Material for the task START

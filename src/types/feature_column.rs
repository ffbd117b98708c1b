//! Defines the raw numeric weather columns that feed the lagged feature vectors,
//! together with the names of the key columns every observation table carries.

use serde::{Deserialize, Serialize};
use std::fmt;
use std::str::FromStr;

/// Name of the observation date column.
pub const DATE_COLUMN: &str = "date";
/// Name of the city column. This is also the grouping key for lag construction.
pub const CITY_COLUMN: &str = "city";
/// Name of the country column.
pub const COUNTRY_COLUMN: &str = "country";

/// One of the raw numeric weather measurements recorded per city and day.
///
/// The declaration order is significant: lagged features are always emitted in the
/// order of [`FeatureColumn::ALL`], so every row of a feature matrix has the same layout.
#[derive(Debug, Clone, Copy, PartialEq, Eq, Hash, PartialOrd, Ord, Serialize, Deserialize)]
pub enum FeatureColumn {
    /// Daily mean temperature (°C).
    AvgTemperature,
    /// Daily maximum temperature (°C).
    MaxTemperature,
    /// Daily minimum temperature (°C).
    MinTemperature,
    /// Total precipitation over the day (mm).
    TotalPrecipitation,
    /// Maximum wind speed over the day (km/h).
    MaxWindSpeed,
    /// Mean relative humidity (%).
    AvgHumidity,
    /// Mean sea-level pressure (hPa).
    AvgPressure,
}

impl FeatureColumn {
    /// All feature columns, in their fixed declared order.
    pub const ALL: [FeatureColumn; 7] = [
        FeatureColumn::AvgTemperature,
        FeatureColumn::MaxTemperature,
        FeatureColumn::MinTemperature,
        FeatureColumn::TotalPrecipitation,
        FeatureColumn::MaxWindSpeed,
        FeatureColumn::AvgHumidity,
        FeatureColumn::AvgPressure,
    ];

    /// The column name used in observation tables and warehouse files.
    pub fn name(&self) -> &'static str {
        match self {
            FeatureColumn::AvgTemperature => "avg_temperature",
            FeatureColumn::MaxTemperature => "max_temperature",
            FeatureColumn::MinTemperature => "min_temperature",
            FeatureColumn::TotalPrecipitation => "total_precipitation",
            FeatureColumn::MaxWindSpeed => "max_wind_speed",
            FeatureColumn::AvgHumidity => "avg_humidity",
            FeatureColumn::AvgPressure => "avg_pressure",
        }
    }

    /// Name of this column's feature at the given lag, e.g. `avg_temperature_lag_1`.
    pub fn lag_name(&self, lag: usize) -> String {
        format!("{}_lag_{}", self.name(), lag)
    }

    /// Looks up a feature column by its table name.
    pub fn from_name(name: &str) -> Option<FeatureColumn> {
        FeatureColumn::ALL.into_iter().find(|c| c.name() == name)
    }
}

/// Formats a `FeatureColumn` using its table column name.
///
/// # Examples
///
/// ```
/// use weathercast::FeatureColumn;
///
/// assert_eq!(FeatureColumn::AvgTemperature.to_string(), "avg_temperature");
/// ```
impl fmt::Display for FeatureColumn {
    fn fmt(&self, f: &mut fmt::Formatter<'_>) -> fmt::Result {
        write!(f, "{}", self.name())
    }
}

/// Error returned when parsing a string that is not a known feature column name.
#[derive(Debug, Clone, PartialEq, Eq, thiserror::Error)]
#[error("'{0}' is not a feature column")]
pub struct UnknownFeatureColumn(pub String);

impl FromStr for FeatureColumn {
    type Err = UnknownFeatureColumn;

    fn from_str(s: &str) -> Result<Self, Self::Err> {
        FeatureColumn::from_name(s).ok_or_else(|| UnknownFeatureColumn(s.to_string()))
    }
}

Material for the task END

### Aim of the task
Output the material verbatim.

### Output for this exercise
filename src/types/feature_column.rs
repository ffbd117b98708c1b
//! Defines the raw numeric weather columns that feed the lagged feature vectors,
//! together with the names of the key columns every observation table carries.

use serde::{Deserialize, Serialize};
use std::fmt;
use std::str::FromStr;

/// Name of the observation date column.
pub const DATE_COLUMN: &str = "date";
/// Name of the city column. This is also the grouping key for lag construction.
pub const CITY_COLUMN: &str = "city";
/// Name of the country column.
pub const COUNTRY_COLUMN: &str = "country";

/// One of the raw numeric weather measurements recorded per city and day.
///
/// The declaration order is significant: lagged features are always emitted in the
/// order of [`FeatureColumn::ALL`], so every row of a feature matrix has the same layout.
#[derive(Debug, Clone, Copy, PartialEq, Eq, Hash, PartialOrd, Ord, Serialize, Deserialize)]
pub enum FeatureColumn {
    /// Daily mean temperature (°C).
    AvgTemperature,
    /// Daily maximum temperature (°C).
    MaxTemperature,
    /// Daily minimum temperature (°C).
    MinTemperature,
    /// Total precipitation over the day (mm).
    TotalPrecipitation,
    /// Maximum wind speed over the day (km/h).
    MaxWindSpeed,
    /// Mean relative humidity (%).
    AvgHumidity,
    /// Mean sea-level pressure (hPa).
    AvgPressure,
}

impl FeatureColumn {
    /// All feature columns, in their fixed declared order.
    pub const ALL: [FeatureColumn; 7] = [
        FeatureColumn::AvgTemperature,
        FeatureColumn::MaxTemperature,
        FeatureColumn::MinTemperature,
        FeatureColumn::TotalPrecipitation,
        FeatureColumn::MaxWindSpeed,
        FeatureColumn::AvgHumidity,
        FeatureColumn::AvgPressure,
    ];

    /// The column name used in observation tables and warehouse files.
    pub fn name(&self) -> &'static str {
        match self {
            FeatureColumn::AvgTemperature => "avg_temperature",
            FeatureColumn::MaxTemperature => "max_temperature",
            FeatureColumn::MinTemperature => "min_temperature",
            FeatureColumn::TotalPrecipitation => "total_precipitation",
            FeatureColumn::MaxWindSpeed => "max_wind_speed",
            FeatureColumn::AvgHumidity => "avg_humidity",
            FeatureColumn::AvgPressure => "avg_pressure",
        }
    }

    /// Name of this column's feature at the given lag, e.g. `avg_temperature_lag_1`.
    pub fn lag_name(&self, lag: usize) -> String {
        format!("{}_lag_{}", self.name(), lag)
    }

    /// Looks up a feature column by its table name.
    pub fn from_name(name: &str) -> Option<FeatureColumn> {
        FeatureColumn::ALL.into_iter().find(|c| c.name() == name)
    }
}

/// Formats a `FeatureColumn` using its table column name.
///
/// # Examples
///
/// ```
/// use weathercast::FeatureColumn;
///
/// assert_eq!(FeatureColumn::AvgTemperature.to_string(), "avg_temperature");
/// ```
impl fmt::Display for FeatureColumn {
    fn fmt(&self, f: &mut fmt::Formatter<'_>) -> fmt::Result {
        write!(f, "{}", self.name())
    }
}

/// Error returned when parsing a string that is not a known feature column name.
#[derive(Debug, Clone, PartialEq, Eq, thiserror::Error)]
#[error("'{0}' is not a feature column")]
pub struct UnknownFeatureColumn(pub String);

impl FromStr for FeatureColumn {
    type Err = UnknownFeatureColumn;

    fn from_str(s: &str) -> Result<Self, Self::Err> {
        FeatureColumn::from_name(s).ok_or_else(|| UnknownFeatureColumn(s.to_string()))
    }
}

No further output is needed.